Атака на «мартинистов» мотивировалась тремя соображениями. Во-первых, это был циничный расчет: высказывая угрожающие предупреждения об организованной подрывной деятельности, Ростопчин выступал в образе незаменимого защитника государственных интересов. Во-вторых, его диктаторская натура не терпела тех, кто мыслил независимо, каковы бы ни были их убеждения, и он, с презрением относясь к высшему обществу, выделял в нем, как правило, только две категории: мягкотелых ничтожеств и мятежных «мартинистов». То, что фельдмаршал Кутузов (ставший его главным врагом после сдачи Москвы) был масоном, должно было только усилить ненависть Ростопчина к нему. И наконец, он искал козлов отпущения, чтобы обвинить их в отступлении русских и наказать в назидание остальным; это стремление диктовалось его страхом перед общественными беспорядками и убежденностью в легковерии народных масс[302]

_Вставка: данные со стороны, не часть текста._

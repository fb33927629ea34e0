//! Benchmarks for the streaming decoder
//!
//! This benchmark measures:
//! - SSE decoding with one network read per frame
//! - SSE decoding with frames split across small reads
//! - Tool-call argument assembly

use ai_gateway::drivers::{create_driver, ApiStyle};
use ai_gateway::pipeline::{Framing, StreamDecoder};
use ai_gateway::types::Transcript;
use ai_gateway::BoxStream;
use bytes::Bytes;
use criterion::{black_box, criterion_group, criterion_main, Criterion, Throughput};

/// Sample SSE frames (OpenAI format)
const SSE_FRAMES: &[&str] = &[
    r#"data: {"id":"chatcmpl-123","object":"chat.completion.chunk","model":"gpt-4o-mini","choices":[{"index":0,"delta":{"role":"assistant","content":""},"finish_reason":null}]}"#,
    r#"data: {"id":"chatcmpl-123","object":"chat.completion.chunk","model":"gpt-4o-mini","choices":[{"index":0,"delta":{"content":"Warm up"},"finish_reason":null}]}"#,
    r#"data: {"id":"chatcmpl-123","object":"chat.completion.chunk","model":"gpt-4o-mini","choices":[{"index":0,"delta":{"content":" for five"},"finish_reason":null}]}"#,
    r#"data: {"id":"chatcmpl-123","object":"chat.completion.chunk","model":"gpt-4o-mini","choices":[{"index":0,"delta":{"content":" minutes."},"finish_reason":null}]}"#,
    r#"data: {"id":"chatcmpl-123","object":"chat.completion.chunk","model":"gpt-4o-mini","choices":[{"index":0,"delta":{},"finish_reason":"stop"}]}"#,
    "data: [DONE]",
];

/// Sample SSE frames with a streamed tool call
const SSE_TOOL_CALL_FRAMES: &[&str] = &[
    r#"data: {"choices":[{"index":0,"delta":{"tool_calls":[{"index":0,"id":"call_1","type":"function","function":{"name":"log_food","arguments":""}}]},"finish_reason":null}]}"#,
    r#"data: {"choices":[{"index":0,"delta":{"tool_calls":[{"index":0,"function":{"arguments":"{\"fo"}}]},"finish_reason":null}]}"#,
    r#"data: {"choices":[{"index":0,"delta":{"tool_calls":[{"index":0,"function":{"arguments":"od\": \"oat"}}]},"finish_reason":null}]}"#,
    r#"data: {"choices":[{"index":0,"delta":{"tool_calls":[{"index":0,"function":{"arguments":"meal\", \"grams\": 80}"}}]},"finish_reason":null}]}"#,
    r#"data: {"choices":[{"index":0,"delta":{},"finish_reason":"tool_calls"}]}"#,
    "data: [DONE]",
];

fn body(chunks: Vec<Bytes>) -> BoxStream<'static, Bytes> {
    Box::pin(futures::stream::iter(chunks.into_iter().map(Ok)))
}

fn per_frame(frames: &[&str]) -> Vec<Bytes> {
    frames
        .iter()
        .map(|f| Bytes::from(format!("{f}\n\n")))
        .collect()
}

fn split_every(frames: &[&str], size: usize) -> Vec<Bytes> {
    let joined = frames.join("\n\n") + "\n\n";
    joined
        .as_bytes()
        .chunks(size)
        .map(Bytes::copy_from_slice)
        .collect()
}

fn decoder() -> StreamDecoder {
    StreamDecoder::new(create_driver(ApiStyle::OpenAi, "openai"), Framing::Sse)
}

fn bench_decoder(c: &mut Criterion) {
    let rt = tokio::runtime::Runtime::new().unwrap();
    let mut group = c.benchmark_group("streaming_decoder");
    let total: usize = SSE_FRAMES.iter().map(|f| f.len() + 2).sum();
    group.throughput(Throughput::Bytes(total as u64));

    group.bench_function("sse_one_read_per_frame", |b| {
        b.to_async(&rt).iter(|| async {
            let chunks = per_frame(SSE_FRAMES);
            let events = decoder().decode(body(chunks));
            black_box(Transcript::collect(events).await)
        })
    });

    group.bench_function("sse_split_into_16_byte_reads", |b| {
        b.to_async(&rt).iter(|| async {
            let chunks = split_every(SSE_FRAMES, 16);
            let events = decoder().decode(body(chunks));
            black_box(Transcript::collect(events).await)
        })
    });

    group.bench_function("sse_tool_call_assembly", |b| {
        b.to_async(&rt).iter(|| async {
            let chunks = per_frame(SSE_TOOL_CALL_FRAMES);
            let events = decoder().decode(body(chunks));
            black_box(Transcript::collect(events).await)
        })
    });

    group.finish();
}

criterion_group!(benches, bench_decoder);
criterion_main!(benches);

.Ростопчин ни разу не поколебался в своем убеждении, что французы будут разбиты, и был готов ради победы на многое, особенно если это приковывало к нему внимание окружающих. Вопрос о его роли в пожаре, спалившем почти всю Москву, остается спорным, но несомненно то, что он характерным театральным жестом поджег собственный дом в Вороново, оставив при этом вызывающего содержания афишу. Этот патриотизм выжженной земли не мог не произвести впечатления на французов, которые, как свидетельствовал один из французских генералов, прочли афишу, «содрогаясь от изумления» [Segur 1972: 112]. Согласно другому генералу, «афиша произвела глубокое впечатление на всех мыслящих людей» и «встретила больше одобрения, чем критики», несмотря даже на то, что Наполеон лично «высмеял этот поступок» [Коленкур 1991: 147–148][303]
.В качестве генерал-губернатора Ростопчин продолжал действовать как самопровозглашенный выразитель мнения московского дворянства перед императором. Он осуждал текущую политику, так же, как и большую часть сановников. Он требовал, чтобы Кутузов (которого Александр любил не больше, чем самого Ростопчина) был назначен главнокомандующим – только для того, чтобы непрестанно нападать на него после их разлада по поводу оставления армией Москвы. В письмах Ростопчина к царю очень много самовосхваления, но мало лести или лицемерия. Как отмечает Кизеветтер, Ростопчин имел твердые политические убеждения и считал своим долгом противостоять самому императору, если видел угрозу самодержавию или дворянским привилегиям [Кизеветтер 1915: 129–131]. Свойственная ему манера сочетать демагогические методы с горячей приверженностью старому строю воспринималась современниками совершенно по-разному. Некоторые – например Багратион, А. П. Оболенский и Карамзин – восхищались им как великим патриотом; правда, Карамзин находил афиши Ростопчина слишком вульгарными и участливо предлагал писать их для него. Однако эти листки нравились его другу Жуковскому, а князь Вяземский, хоть и испытывал отвращение к их подстрекательскому тону, признавал, что более сдержанный стиль (вроде карамзинского) вряд ли столь же эффективно воздействовал бы на население. Вигель и М. Дмитриев вспоминали, что многие дворяне соглашались с критическими замечаниями относительно афиш, но оба сходились в том, что оригинальный стиль Ростопчина оказался очень действенным. В отличие от них, братья Тургеневы были возмущены его жестокими и демагогическими приемами (как и Толстой в «Войне и мире»)[304]
.Действия Ростопчина отличались жестким прагматизмом. Он надеялся сохранить общественный порядок, перенаправив агрессивность народных масс с дворянства на французов и «мартинистов». В отличие от некоторых современников, он сделал из Французской революции важный вывод: следует вести тотальную войну любым доступным оружием и по всем фронтам. Поэтому он использовал пропагандистский арсенал революции: грубую демагогическую риторику (если его герой Богатырев не дотягивал до эберовского Папаши Дюшена, то Карнюшку Чихирина, безусловно, можно поставить рядом с ним), намеренное раздувание параноидальных вымыслов о тайных заговорах, показательные публичные наказания подозреваемых в сотрудничестве с врагом, использование в своих целях «контролируемого» возмущения толпы. Вполне возможно, что Ростопчин, культурный гран-сеньор, и не получал от этого большого удовольствия, однако, в отличие от Шишкова и Глинки, у него не было этических сомнений относительно использования любых доступных ему действенных средств.